**PROBLEM**
In the entries below, the lines from the one with "((b[0] & 0x01)" through the one with "bytes if shorter." are to be copied exactly; both ends count.

**EXTRACTED DATA**
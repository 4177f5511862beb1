//! LanMan password encoding on Windows.
//!
//! Windows clients encode the uppercased LanMan password using the configured ANSI code page. We
//! ask the operating system for the same conversion so that hashes match the ones a native client
//! would produce. Characters without a representation in the code page make the conversion fail
//! instead of being replaced by a default character, since a substituted password would hash to
//! something the user never typed.


use windows::Win32::Foundation::BOOL;
use windows::Win32::Globalization::{CP_ACP, WC_NO_BEST_FIT_CHARS, WideCharToMultiByte};


/// Encodes the (already uppercased) password for the 14-byte LanMan buffer.
pub fn encode_ansi(text: &str) -> Option<Vec<u8>> {
    if text.is_empty() {
        return Some(Vec::new());
    }

    let wide: Vec<u16> = text.encode_utf16().collect();

    // first pass: size of the ANSI representation
    let required = unsafe {
        WideCharToMultiByte(
            CP_ACP,
            WC_NO_BEST_FIT_CHARS,
            &wide,
            None,
            None,
            None,
        )
    };
    let required: usize = required.try_into().ok()?;
    if required == 0 {
        return None;
    }

    // second pass: the conversion proper
    let mut ansi = vec![0u8; required];
    let mut used_default = BOOL(0);
    let written = unsafe {
        WideCharToMultiByte(
            CP_ACP,
            WC_NO_BEST_FIT_CHARS,
            &wide,
            Some(ansi.as_mut_slice()),
            None,
            Some(&mut used_default as *mut BOOL),
        )
    };
    if used_default.as_bool() {
        return None;
    }
    let written: usize = written.try_into().ok()?;
    if written == 0 {
        return None;
    }
    ansi.truncate(written);

    Some(ansi)
}
/// Expands the 7 bytes at `offset` of `source` into an 8-byte DES key.
///
/// The 56 source bits are spread over the upper seven bits of each key byte; the lowest bit of
/// every key byte, which DES reserves for parity, is always zero:
///
/// ```plain
///  source: aaaaaaaa bbbbbbbb cccccccc dddddddd eeeeeeee ffffffff gggggggg
///     key: aaaaaaa0 abbbbbb0 bbccccc0 cccdddd0 ddddeee0 eeeeeff0 ffffffg0 ggggggg0
/// ```
///
/// Fails if `source` holds fewer than `offset + 7` bytes.
pub fn generate_key(source: &[u8], offset: usize) -> Result<[u8; 8], EncryptionError> {
    let b = offset.checked_add(DES_KEY_SOURCE_LEN)
        .and_then(|end| source.get(offset..end))
        .ok_or(EncryptionError::MalformedInput {
            item: "DES key material",
            expected_len: offset.saturating_add(DES_KEY_SOURCE_LEN),
            obtained_len: source.len(),
        })?;

    let mut key = [
        b[0] >> 1,
        ((b[0] & 0x01) << 6) | (b[1] >> 2),
        ((b[1] & 0x03) << 5) | (b[2] >> 3),
        ((b[2] & 0x07) << 4) | (b[3] >> 4),
        ((b[3] & 0x0F) << 3) | (b[4] >> 5),
        ((b[4] & 0x1F) << 2) | (b[5] >> 6),
        ((b[5] & 0x3F) << 1) | (b[6] >> 7),
        b[6] & 0x7F,
    ];
    for key_byte in key.iter_mut() {
        *key_byte <<= 1;
    }

    Ok(key)
}


/// Converts the password into the 14-byte buffer the LanMan hash is computed from.
///
/// The password is uppercased, encoded using the ANSI code page (UTF-8 outside of Windows),
/// truncated to 14 bytes and padded with NUL bytes if shorter.
pub fn lm_password_bytes(password: &str) -> Result<[u8; LM_PASSWORD_LEN], EncryptionError> {
    let uppercase_password = password.to_uppercase();
    let password_bytes = match encode_ansi(&uppercase_password) {
        Some(bs) => bs,
        None => return Err(EncryptionError::PasswordNotAnsiEncodable),
    };

    let mut ret = [0u8; LM_PASSWORD_LEN];
    let len = password_bytes.len().min(LM_PASSWORD_LEN);
    ret[..len].copy_from_slice(&password_bytes[..len]);
    Ok(ret)
}


/// Encrypts `seed` twice with DES, keyed by the two halves of the LanMan password buffer.
///
/// ```plain
///            ┌──────────────────────┐
/// password ──┤ lm_password_bytes    ├──┐
///            └──────────────────────┘  │
///            ┌─────────────────────────┘
///            │┌───────┐
///            └┤ split │          seed
///             └─┬───┬─┘            │ input
///          0..7 │   │ 7..14     ┌──┴──┐ output
///               │   └─ key ─────┤ DES ├────────────┐
///               │               └─────┘            │ 8..16
///               │                  seed         ┌──┴───┐
///               │                  │ input      │ join ├──── p16
///               │               ┌──┴──┐ output  └──┬───┘
///               └─ key ─────────┤ DES ├────────────┘ 0..8
///                               └─────┘
/// ```
///
/// With [`LM_SEED`] as the seed, the result is the LanMan hash of the password.
pub fn p16(password: &str, seed: &[u8; 8]) -> Result<[u8; HASH_LEN], EncryptionError> {
    let p14 = lm_password_bytes(password)?;

    let mut ret = [0u8; HASH_LEN];
    for (block, offset) in ret.chunks_exact_mut(8).zip([0, 7]) {
        let key = generate_key(&p14, offset)?;
        block.copy_from_slice(&des_encrypt_block(&key, seed)?);
    }
    Ok(ret)
}


/// Encrypts the challenge three times with DES, keyed by bytes 0..7, 7..14 and 14..21 of
/// `secret`.
///
/// `secret` must hold at least 21 bytes; the challenge must hold exactly 8.
pub fn p24(secret: &[u8], challenge: &[u8]) -> Result<[u8; RESPONSE_LEN], EncryptionError> {
    let challenge = challenge_block(challenge)?;
    if secret.len() < P21_LEN {
        return Err(EncryptionError::MalformedInput {
            item: "response secret",
            expected_len: P21_LEN,
            obtained_len: secret.len(),
        });
    }

    let mut ret = [0u8; RESPONSE_LEN];
    for (block, offset) in ret.chunks_exact_mut(8).zip([0, 7, 14]) {
        let key = generate_key(secret, offset)?;
        block.copy_from_slice(&des_encrypt_block(&key, challenge)?);
    }
    Ok(ret)
}


// password hashes


/// Computes the LanMan hash of the password.
pub fn lm_hash(password: &str) -> Result<[u8; HASH_LEN], EncryptionError> {
    p16(password, &LM_SEED)
}

/// Computes the NTLM hash of the password, i.e. the MD4 digest of its UTF-16LE encoding.
pub fn ntlm_hash(password: &str) -> [u8; HASH_LEN] {
    md4_digest(&utf16_le_bytes(password))
}


// responses


/// Computes the LanMan response to the challenge.
pub fn lm_response(password: &str, challenge: &[u8]) -> Result<[u8; RESPONSE_LEN], EncryptionError> {
    let lm_key = lm_hash(password)?;
    p24(&pad_to_p21(&lm_key), challenge)
}

/// Computes the NTLMv1 response to the challenge.
pub fn ntlm_v1_response(password: &str, challenge: &[u8]) -> Result<[u8; RESPONSE_LEN], EncryptionError> {
    let ntlm_key = ntlm_hash(password);
    p24(&pad_to_p21(&ntlm_key), challenge)
}


/// Encrypts the plaintext password with the challenge using the given algorithm.
///
/// | algorithm | output                                   |
/// |-----------|------------------------------------------|
/// | LanMan    | 24-byte LanMan response                  |
/// | NTLMv1    | 24-byte NTLMv1 response                  |
/// | NTLMv2    | always [`EncryptionError::UnsupportedAlgorithm`] |
/// | MD4       | 16-byte NTLM hash; `challenge` is ignored |
///
/// The challenge must be exactly 8 bytes long for LanMan and NTLMv1.
pub fn encrypt_password(password: &str, challenge: &[u8], algorithm: Algorithm) -> Result<Vec<u8>, EncryptionError> {
    let encrypted = match algorithm {
        Algorithm::LanMan => Vec::from(lm_response(password, challenge)?),
        Algorithm::NtlmV1 => Vec::from(ntlm_v1_response(password, challenge)?),
        Algorithm::NtlmV2 => {
            warn!("password encryption requested for unimplemented algorithm {}", algorithm);
            return Err(EncryptionError::UnsupportedAlgorithm {
                algorithm,
                operation: "password encryption",
            });
        },
        Algorithm::Md4 => Vec::from(ntlm_hash(password)),
    };

    debug!("encrypted password using {} ({} bytes)", algorithm, encrypted.len());
    Ok(encrypted)
}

**SOLUTION TO THIS TASK**
        ((b[0] & 0x01) << 6) | (b[1] >> 2),
        ((b[1] & 0x03) << 5) | (b[2] >> 3),
        ((b[2] & 0x07) << 4) | (b[3] >> 4),
        ((b[3] & 0x0F) << 3) | (b[4] >> 5),
        ((b[4] & 0x1F) << 2) | (b[5] >> 6),
        ((b[5] & 0x3F) << 1) | (b[6] >> 7),
        b[6] & 0x7F,
    ];
    for key_byte in key.iter_mut() {
        *key_byte <<= 1;
    }

    Ok(key)
}


/// Converts the password into the 14-byte buffer the LanMan hash is computed from.
///
/// The password is uppercased, encoded using the ANSI code page (UTF-8 outside of Windows),
/// truncated to 14 bytes and padded with NUL bytes if shorter.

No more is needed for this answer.